Salaryman

A salaryman (サラリーマン, sararīman) is a salaried worker and, more specifically, a Japanese white-collar worker who shows overriding loyalty and commitment to the corporation where he works.

"Sararīman" take their train daily to work in the Tokyo metropolitan area (Tokyo Station, 2005)

Salarymen are expected to work long hours,[1] additional overtime, to participate in after-work leisure activities such as drinking, singing karaoke and visiting hostess bars with colleagues, and to value work over all else. The salaryman typically enters a company after graduating from college and stays with that corporation for the duration of his career.

Other popular notions surrounding salarymen include karōshi, or death from overwork. In conservative Japanese culture, becoming a salaryman is the expected career choice for young men and those who do not take this career path are regarded as living with a stigma and less prestige. On the other hand, the word salaryman is sometimes used with derogatory connotation for his total dependence on his employer and lack of individuality.

History

The word sararīman is often described as wasei-eigo, a Japanese formation from English loanwords, but it appears to instead be a straight borrowing from the English phrase "salaried man", which predates the Japanese term by nearly a century. The Japanese term saw widespread use by 1930, even before government expansion and militarization drove the growth of white-collar employment.[2] The term does not include all workers who receive a set salary, but only "white-collar workers in the large bureaucracy of a business firm or government office." The term includes those who work for government (e.g. bureaucrats) and major companies (e.g. those listed in Nikkei 225). Workers in the mizu shōbai (nightlife) and entertainment industries (including actors and singers) are not included even though their income may be salary based. Similarly, doctors, engineers, lawyers, accountants, musicians, artists, politicians, freelancers and corporate executives are also excluded.[2]

A typical description of the salaryman is a male white-collar employee who typically earns his salary "based on individual abilities rather than on seniority."[3] Salarymen are known for working many hours, sometimes over eighty hours per week. Oftentimes, because of his busy work schedule, the salaryman does not have time to raise a family and his work becomes a lifelong commitment. Companies typically hire the salarymen straight after high school, and they are expected to stay with the company until retirement, around the time they reach the age between 55 and 60. As a reward for the demonstration of their loyalty, companies rarely fire the salarymen unless it is under special "dire" circumstances.[3] There is also a belief that the "amount of time spent at the workplace correlates to the perceived efficiency of the employee." As a result of this intense work-driven lifestyle, salarymen may be more likely to suffer from mental or physical health problems, including heart failure or suicide.[3]

Social image

Hitokara at Karaoke-Box
Mahjong tiles

The prevalence of salarymen in Japanese society has given birth to many depictions by both the Japanese and American media. Some films in Japan about salarymen include Mr. Salaryman, Japanese Salaryman NEO (based on the TV series), and a drama series entitled History of a Salaryman. There is a certain expectation among the middle and upper classes for Japanese men to become salarymen. For many young Japanese men, accepting anything less than becoming a salaryman and conforming to its ideal is considered a failure, not only of him, but of his parents.[4]

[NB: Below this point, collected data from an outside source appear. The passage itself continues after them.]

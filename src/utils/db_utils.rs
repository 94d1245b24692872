use chrono::NaiveDate;
use rust_decimal::Decimal;
use sqlx::MySqlConnection;

use crate::model::ValidationError;

/// ===============================
/// SQL bindable value enum
/// ===============================
#[derive(Debug, Clone, PartialEq)]
pub enum SqlValue {
    String(String),
    U64(u64),
    Decimal(Decimal),
    Date(NaiveDate),
}

/// ===============================
/// SQL update container
/// ===============================
#[derive(Debug, PartialEq)]
pub struct SqlUpdate {
    pub sql: String,
    pub values: Vec<SqlValue>,
}

/// ===============================
/// Build dynamic UPDATE SQL
/// ===============================
///
/// Only columns listed in `allowed` may be assigned; the id is bound last.
pub fn build_update_sql(
    table: &str,
    assignments: Vec<(&str, SqlValue)>,
    allowed: &[&str],
    id_column: &str,
    id_value: u64,
) -> Result<SqlUpdate, ValidationError> {
    if assignments.is_empty() {
        return Err(ValidationError::EmptyUpdate);
    }

    if let Some((column, _)) = assignments.iter().find(|(c, _)| !allowed.contains(c)) {
        return Err(ValidationError::UnknownField(column.to_string()));
    }

    // Build SET clause
    let set_clause = assignments
        .iter()
        .map(|(column, _)| format!("{} = ?", column))
        .collect::<Vec<_>>()
        .join(", ");

    let sql = format!(
        "UPDATE {} SET {} WHERE {} = ?",
        table, set_clause, id_column
    );

    let mut values: Vec<SqlValue> = assignments.into_iter().map(|(_, v)| v).collect();

    // WHERE id = ?
    values.push(SqlValue::U64(id_value));

    Ok(SqlUpdate { sql, values })
}

/// ===============================
/// Execute the update
/// ===============================
pub async fn execute_update(
    conn: &mut MySqlConnection,
    update: SqlUpdate,
) -> Result<u64, sqlx::Error> {
    let mut query = sqlx::query(&update.sql);

    for value in update.values {
        query = match value {
            SqlValue::String(v) => query.bind(v),
            SqlValue::U64(v) => query.bind(v),
            SqlValue::Decimal(v) => query.bind(v),
            SqlValue::Date(v) => query.bind(v),
        };
    }

    let result = query.execute(conn).await?;
    Ok(result.rows_affected())
}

The life of a salaryman revolves around work. The activities that he does outside of work typically involve his coworkers, which lessens the distance between him and work. Due to this expectation, there have been a variety of derogatory names given to salarymen: shachiku (社畜) meaning corporate livestock, kaisha no inu (会社の犬) dog of the company, and kigyou senshi (企業戦士) corporate soldier, to ridicule salarymen.

Entertainment

Changing social circumstances have greatly diversified the life of the salaryman outside of work. Though the importance of social drinking has not declined, its image has changed over time from mass partying during the economic bubble to conservative consumption at home after the collapse of the economy during the 1990s. Mahjong was an immensely popular game among the 1960s generation of salarymen, who brought the game into company circles directly from high school and college groups. The 1970s generation saw a gradual decrease in the number of avid mahjong players, and by the 1980s, it became common to not show any interest at all.

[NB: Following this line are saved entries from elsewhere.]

#[async_trait]
impl RecordStore for MySqlRecordStore {
    async fn list_employees(&self) -> Result<Vec<Employee>, StoreError> {
        let employees = sqlx::query_as::<_, Employee>(
            r#"
            SELECT id, name, mobile, version, created_at
            FROM employees
            ORDER BY name, id
            "#,
        )
        .fetch_all(&self.pool)
        .await?;
        Ok(employees)
    }

    async fn get_employee(&self, id: u64) -> Result<Option<Employee>, StoreError> {
        Ok(self.fetch_employee(id).await?)
    }

    async fn insert_employee(&self, employee: NewEmployee) -> Result<Employee, StoreError> {
        let result = sqlx::query("INSERT INTO employees (name, mobile) VALUES (?, ?)")
            .bind(employee.name())
            .bind(employee.mobile())
            .execute(&self.pool)
            .await?;
        let id = result.last_insert_id();
        debug!(employee_id = id, "Employee inserted");

        self.fetch_employee(id)
            .await?
            .ok_or_else(|| StoreError::not_found("employee", id))
    }

    async fn update_employee(&self, id: u64, update: EmployeeUpdate) -> Result<Employee, StoreError> {
        let update = build_update_sql(
            "employees",
            employee_assignments(&update),
            &["name", "mobile"],
            "id",
            id,
        )?;

        let mut tx = self.pool.begin().await?;
        lock_employee(&mut tx, id).await?;
        execute_update(&mut tx, update).await?;
        tx.commit().await?;

        self.fetch_employee(id)
            .await?
            .ok_or_else(|| StoreError::not_found("employee", id))
    }

    async fn delete_employee(&self, id: u64) -> Result<(), StoreError> {
        let result = sqlx::query("DELETE FROM employees WHERE id = ?")
            .bind(id)
            .execute(&self.pool)
            .await?;
        if result.rows_affected() == 0 {
            return Err(StoreError::not_found("employee", id));
        }
        Ok(())
    }

    async fn list_salary_entries(&self) -> Result<Vec<SalaryEntry>, StoreError> {
        let entries = sqlx::query_as::<_, SalaryEntry>(
            r#"
            SELECT id, employee_id, date, amount, liters, animal_type, created_at
            FROM salary_entries
            ORDER BY date, id
            "#,
        )
        .fetch_all(&self.pool)
        .await?;
        Ok(entries)
    }

    async fn insert_salary_entry(&self, entry: NewSalaryEntry) -> Result<SalaryEntry, StoreError> {
        let mut tx = self.pool.begin().await?;
        touch_employee(&mut tx, entry.employee_id()).await?;

        let result = sqlx::query(
            r#"
            INSERT INTO salary_entries (employee_id, date, amount, liters, animal_type)
            VALUES (?, ?, ?, ?, ?)
            "#,
        )
        .bind(entry.employee_id())
        .bind(entry.date())
        .bind(entry.amount())
        .bind(entry.liters())
        .bind(entry.animal_type().to_string())
        .execute(&mut *tx)
        .await?;
        tx.commit().await?;

        self.fetch_salary_entry(result.last_insert_id()).await
    }

    async fn update_salary_entry(
        &self,
        id: u64,
        update: SalaryEntryUpdate,
    ) -> Result<SalaryEntry, StoreError> {
        let update = build_update_sql(
            "salary_entries",
            salary_assignments(&update),
            &["date", "amount", "liters", "animal_type"],
            "id",
            id,
        )?;

        let mut tx = self.pool.begin().await?;
        let owner = lock_owner(&mut tx, "salary_entries", "salary entry", id).await?;
        execute_update(&mut tx, update).await?;
        touch_employee(&mut tx, owner).await?;
        tx.commit().await?;

        self.fetch_salary_entry(id).await
    }

    async fn delete_salary_entry(&self, id: u64) -> Result<(), StoreError> {
        let mut tx = self.pool.begin().await?;
        let owner = lock_owner(&mut tx, "salary_entries", "salary entry", id).await?;
        sqlx::query("DELETE FROM salary_entries WHERE id = ?")
            .bind(id)
            .execute(&mut *tx)
            .await?;
        touch_employee(&mut tx, owner).await?;
        tx.commit().await?;
        Ok(())
    }

    async fn delete_all_salary_entries(&self) -> Result<u64, StoreError> {
        let mut tx = self.pool.begin().await?;
        let removed = sqlx::query("DELETE FROM salary_entries")
            .execute(&mut *tx)
            .await?
            .rows_affected();
        sqlx::query("UPDATE employees SET version = version + 1")
            .execute(&mut *tx)
            .await?;
        tx.commit().await?;

        Ok(removed)
    }

    async fn list_credit_entries(&self) -> Result<Vec<CreditEntry>, StoreError> {
        let entries = sqlx::query_as::<_, CreditEntry>(
            r#"
            SELECT id, employee_id, date, item_name, amount, created_at
            FROM credit_entries
            ORDER BY date, id
            "#,
        )
        .fetch_all(&self.pool)
        .await?;
        Ok(entries)
    }

    async fn insert_credit_entry(&self, entry: NewCreditEntry) -> Result<CreditEntry, StoreError> {
        let mut tx = self.pool.begin().await?;
        touch_employee(&mut tx, entry.employee_id()).await?;

        let result = sqlx::query(
            r#"
            INSERT INTO credit_entries (employee_id, date, item_name, amount)
            VALUES (?, ?, ?, ?)
            "#,
        )
        .bind(entry.employee_id())
        .bind(entry.date())
        .bind(entry.item_name())
        .bind(entry.amount())
        .execute(&mut *tx)
        .await?;
        tx.commit().await?;

        self.fetch_credit_entry(result.last_insert_id()).await
    }

    async fn update_credit_entry(
        &self,
        id: u64,
        update: CreditEntryUpdate,
    ) -> Result<CreditEntry, StoreError> {
        let update = build_update_sql(
            "credit_entries",
            credit_assignments(&update),
            &["date", "item_name", "amount"],
            "id",
            id,
        )?;

        let mut tx = self.pool.begin().await?;
        let owner = lock_owner(&mut tx, "credit_entries", "credit entry", id).await?;
        execute_update(&mut tx, update).await?;
        touch_employee(&mut tx, owner).await?;
        tx.commit().await?;

        self.fetch_credit_entry(id).await
    }

    async fn delete_credit_entry(&self, id: u64) -> Result<(), StoreError> {
        let mut tx = self.pool.begin().await?;
        let owner = lock_owner(&mut tx, "credit_entries", "credit entry", id).await?;
        sqlx::query("DELETE FROM credit_entries WHERE id = ?")
            .bind(id)
            .execute(&mut *tx)
            .await?;
        touch_employee(&mut tx, owner).await?;
        tx.commit().await?;
        Ok(())
    }

    async fn replace_all_credit_entries(&self, entries: Vec<CreditEntry>) -> Result<(), StoreError> {
        for entry in &entries {
            entry.validate()?;
        }

        let mut tx = self.pool.begin().await?;
        sqlx::query("DELETE FROM credit_entries")
            .execute(&mut *tx)
            .await?;
        for entry in &entries {
            sqlx::query(
                r#"
                INSERT INTO credit_entries (id, employee_id, date, item_name, amount, created_at)
                VALUES (?, ?, ?, ?, ?, ?)
                "#,
            )
            .bind(entry.id)
            .bind(entry.employee_id)
            .bind(entry.date)
            .bind(&entry.item_name)
            .bind(entry.amount)
            .bind(entry.created_at)
            .execute(&mut *tx)
            .await?;
        }
        sqlx::query("UPDATE employees SET version = version + 1")
            .execute(&mut *tx)
            .await?;
        tx.commit().await?;

        debug!(count = entries.len(), "Credit entries replaced");
        Ok(())
    }

    async fn list_payment_records(&self) -> Result<Vec<PaymentRecord>, StoreError> {
        let records = sqlx::query_as::<_, PaymentRecord>(
            r#"
            SELECT id, reference, employee_id, salary_amount, credit_deducted, net_paid,
                   payment_date, created_at
            FROM payment_records
            ORDER BY payment_date DESC, id DESC
            "#,
        )
        .fetch_all(&self.pool)
        .await?;
        Ok(records)
    }

    async fn insert_payment_record(
        &self,
        record: NewPaymentRecord,
    ) -> Result<PaymentRecord, StoreError> {
        let mut tx = self.pool.begin().await?;
        lock_employee(&mut tx, record.employee_id).await?;
        let id = insert_payment(&mut tx, &record).await?;
        tx.commit().await?;

        self.fetch_payment_record(id).await
    }

    async fn commit_settlement(&self, plan: &SettlementPlan) -> Result<PaymentRecord, StoreError> {
        let mut tx = self.pool.begin().await?;

        let bumped = sqlx::query(
            "UPDATE employees SET version = version + 1 WHERE id = ? AND version = ?",
        )
        .bind(plan.employee_id)
        .bind(plan.expected_version)
        .execute(&mut *tx)
        .await?;
        if bumped.rows_affected() == 0 {
            // Dropping `tx` rolls back.
            return match lock_employee(&mut tx, plan.employee_id).await {
                Ok(_) => Err(StoreError::Conflict {
                    employee_id: plan.employee_id,
                    expected_version: plan.expected_version,
                }),
                Err(e) => Err(e),
            };
        }

        let payment_id = insert_payment(&mut tx, &plan.payment).await?;

        for adjustment in &plan.credit.adjustments {
            if adjustment.is_consumed() {
                sqlx::query("DELETE FROM credit_entries WHERE id = ? AND employee_id = ?")
                    .bind(adjustment.credit_entry_id)
                    .bind(plan.employee_id)
                    .execute(&mut *tx)
                    .await?;
            } else {
                sqlx::query("UPDATE credit_entries SET amount = ? WHERE id = ? AND employee_id = ?")
                    .bind(adjustment.new_amount)
                    .bind(adjustment.credit_entry_id)
                    .bind(plan.employee_id)
                    .execute(&mut *tx)
                    .await?;
            }
        }

        for salary_id in &plan.cleared_salary_entry_ids {
            sqlx::query("DELETE FROM salary_entries WHERE id = ? AND employee_id = ?")
                .bind(salary_id)
                .bind(plan.employee_id)
                .execute(&mut *tx)
                .await?;
        }

        tx.commit().await?;
        debug!(payment_id, employee_id = plan.employee_id, "Settlement transaction committed");

        self.fetch_payment_record(payment_id).await
    }
}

Golf became widely popular during the economic bubble, when golf club passes became useful tools for currying favor with corporate executives. Many mid-level salarymen were pressured into taking up golf to participate in golfing events with their superiors. The collapse of the economic bubble led to the closing of many golf courses, and the ritual of playing golf with executives has become increasingly rare. However, some current salarymen may have golfing experience from their student days, and golf is still acknowledged as an expensive hobby for salarymen.[5]

Karōshi

A salaryman asleep on the Tokyo subway.

Extreme pressure on salarymen can lead to death by overwork, or karōshi.[6][7] Salarymen feel intense pressure to fulfill their duty to support their family because of the gendered expectations placed on men. According to a Washington Post article, the Japanese government attempted for years to set a limit to the number of hours one can work, and the issue has been prevalent since the 1970s. In 2014, after 30 years of activism, Japan's parliament (the Japanese Diet) passed a law "promoting countermeasures against karōshi."[7]

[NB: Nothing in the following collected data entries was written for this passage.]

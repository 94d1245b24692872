pub mod credit_entry;
pub mod employee;
pub mod payment_record;
pub mod salary_entry;
pub mod summary;

use derive_more::Display;
use rust_decimal::Decimal;

pub use credit_entry::{CreditEntry, CreditEntryUpdate, NewCreditEntry};
pub use employee::{Employee, EmployeeUpdate, NewEmployee};
pub use payment_record::{NewPaymentRecord, PaymentRecord};
pub use salary_entry::{AnimalType, NewSalaryEntry, SalaryEntry, SalaryEntryUpdate};

/// Rejected input for one of the record constructors.
#[derive(Debug, Clone, PartialEq, Eq, Display)]
pub enum ValidationError {
    #[display(fmt = "name must not be empty")]
    EmptyName,
    #[display(fmt = "mobile number must be exactly 10 digits")]
    InvalidMobile,
    #[display(fmt = "item name must not be empty")]
    EmptyItemName,
    #[display(fmt = "{} must be greater than zero", _0)]
    NotPositive(&'static str),
    #[display(fmt = "{} must have at most 2 decimal places", _0)]
    TooPrecise(&'static str),
    #[display(fmt = "no fields provided for update")]
    EmptyUpdate,
    #[display(fmt = "field `{}` cannot be updated", _0)]
    UnknownField(String),
}

impl std::error::Error for ValidationError {}

/// Decimal places of every money and liters column.
pub const DECIMAL_PLACES: u32 = 2;

/// True when `value` is stored without rounding in a `DECIMAL(_, 2)` column.
pub fn fits_decimal_places(value: Decimal) -> bool {
    value.round_dp(DECIMAL_PLACES) == value
}

pub(crate) fn require_positive(
    value: Decimal,
    field: &'static str,
) -> Result<Decimal, ValidationError> {
    if value <= Decimal::ZERO {
        return Err(ValidationError::NotPositive(field));
    }
    if !fits_decimal_places(value) {
        return Err(ValidationError::TooPrecise(field));
    }
    Ok(value)
}

pub(crate) fn require_text(value: &str, err: ValidationError) -> Result<String, ValidationError> {
    let trimmed = value.trim();
    if trimmed.is_empty() {
        Err(err)
    } else {
        Ok(trimmed.to_string())
    }
}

However, many Japanese still criticize the government and believe there should be laws and penalties for companies that violate work hour laws. Approximately 2000 applications are filed by the families of salarymen that die of karōshi. However, the death toll may be much higher, and "as many as 8000 of the 30,000 annual suicides each year are thought to be work-related," with "as many as 10,000 non-suicide karōshi deaths per year."[6]

Karōshi, literally "overwork death," was first diagnosed as a "circulatory disease brought on by stress" in the late 1970s after the 1973 oil crisis, which took a toll on the post-war reconstruction of Japanese industry.[7] Since then, the number of deaths from overwork has increased, especially at larger and more prestigious companies. In 2002, Kenichi Uchino, a 30-year-old quality-control manager at Toyota, collapsed and died after working over 80 hours unpaid overtime for six months. After this incident, Toyota announced it would begin monitoring their workers' health and pay for all of their overtime hours.[7]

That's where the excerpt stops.